Mattock almost sheepishly admitted to being the stereotype of a penniless artist living with his parents in adulthood, (even if he was paying rent to them). Still, that had to be suspended for a time before his father’s passing — although it did come with some frank counseling that maybe he needed to get back into work-for-hire just to keep the lights on.
“There was a time [where] I think I had, like, $700 in my bank account at one point,” Mattock said, and he wasn’t laughing either. “I kept on getting saved by my tax refunds. When I look back…I can’t believe the ability I had to make that money stretch. It helped me realize the value of one dollar more than I did previously. Because when people know your situation, and they’re like ‘Hey, let’s go get coffee, I’ll pay,’ but you’re like, ‘Listen, it still costs money to get there.’”
TinyBuild, the publisher of 2017’s Hello Neighbor among several other indie games, threw a lifeline of sorts when it acquired Animal in 2021. But it wasn’t strictly a cash-on-the-barrelhead transaction. Though both Mattock and Keshishian are looking at a worthwhile payday if things work out. A statement from TinyBuild chief executive Alex Nichiporchik at the time called it an “acquihire” among nine other studios the publisher picked up between November 2020 and August 2022.
Still, TinyBuild’s investment in the studio and implicit faith in the pair’s ideas dissipated a lot of the pressure they had been feeling. “TinyBuild has been a fantastic partner,” Mattock said. “They let us do what we want, for the most part, in regards to how things are made. They help us where they need to, but they’re not forcing our hand. They’re just like, ‘Hey, the game is already weird enough.’ They’re not like, ‘You should add a race car mode.’”
All that said, both developers know how hard it is to set yourselves apart as a pure multiplayer game in a marketplace with no shortage of those options, however unorthodox their vision might be.

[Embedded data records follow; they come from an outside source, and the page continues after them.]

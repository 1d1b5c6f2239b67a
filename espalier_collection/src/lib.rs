// Copyright 2025 the Espalier Authors
// SPDX-License-Identifier: Apache-2.0 OR MIT

// After you edit the crate's doc comment, run this command, then check README.md for any missing links
// cargo rdme --workspace-project=espalier_collection --heading-base-level=0

//! Espalier Collection: ordered child collections with deferred mutation.
//!
//! A scene graph that dispatches events while it is being traversed has a
//! classic reentrancy problem: an event handler may add or remove children of
//! the very sequence the caller is iterating. [`Collection`] solves this with
//! an iteration lock. While a collection is locked, additions are buffered and
//! removals only flag the entry; the live sequence a traversal observes never
//! changes under it. Once the traversal ends, [`Collection::cleanup`] commits
//! the buffered operations in call order.
//!
//! Collections are ordered and duplicate-free. Every committed structural
//! change is recorded as a [`Change`] in a journal that the owner drains once
//! per pass, so derived state (paint order, layout caches, selection models)
//! can be rebuilt without the collection knowing who depends on it.
//!
//! ## Usage
//!
//! ```rust
//! use espalier_collection::{Change, Collection};
//!
//! let mut children: Collection<u32> = Collection::new();
//! assert!(children.add(1));
//! assert!(children.add(2));
//!
//! // A traversal begins: structural changes are deferred from here on.
//! children.lock();
//! assert!(children.add(3));
//! assert!(children.remove(1));
//! assert_eq!(children.as_slice(), &[1, 2]); // unchanged while locked
//!
//! children.unlock();
//! assert!(children.cleanup());
//! assert_eq!(children.as_slice(), &[2, 3]);
//! ```
//!
//! Ownership rules (a key may live in at most one collection) are not
//! enforced here; they belong to the tree that owns the collections and can
//! see all of them at once.
//!
//! This crate is `no_std` and uses `alloc`.

#![no_std]

extern crate alloc;

mod collection;

pub use collection::{Change, Collection};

“You definitely take notice,” Mattock said. “It’s always a worry. But we’re hoping that our character will come through. RAWMEN is definitely a different type of game where there’s a personality that I can’t quite put my finger on. But it feels very self-aware that it’s a game. A lot of other games, I think they almost take themselves too seriously, but there’s nothing wrong with them. I think it feels like everyone—including myself—has a quick appetite for games these days. It’s always a worry, you know?”
RAWMEN does not yet have a launch date, but any conversation with Animal’s co-founders leaves the impression that they’re not dawdling on the polish or letting perfect be the enemy of the good in its design.
They do understand that a launch announcement is a hard commitment, and given all they’ve come through to this point, Mattock and Keshishian don’t want to finish off their debut development journey by jumping the gun on a launch announcement and then facing the chagrin of a delay while they take care of components not fully baked. Additionally, even though RAWMEN is a multiplayer-only game, Keshishian and Mattock have built it with a kind of lore gluing things together. It’s half the fun of making such a weird game, after all.
“With this whole project it’s very random—the game is very, very random. But we also have a lore and a story that is quite involved on the back end that’s not quite explained yet,” Mattock said. “And while I think that’s helped the game, it’s also hindered us a little bit because when something comes up as a problem, it’s very easy to be like, 'Oh, well, let’s just make this happen.’ But from a creative point of view, does that make sense for the story? Does that make sense for the lore?”
When it does arrive, RAWMEN will be an Epic Games Store exclusive for PC gamers, with versions also coming to Nintendo Switch, PlayStation 4, Juegos De 20 PlayStation 5, Xbox One, and Xbox Series X.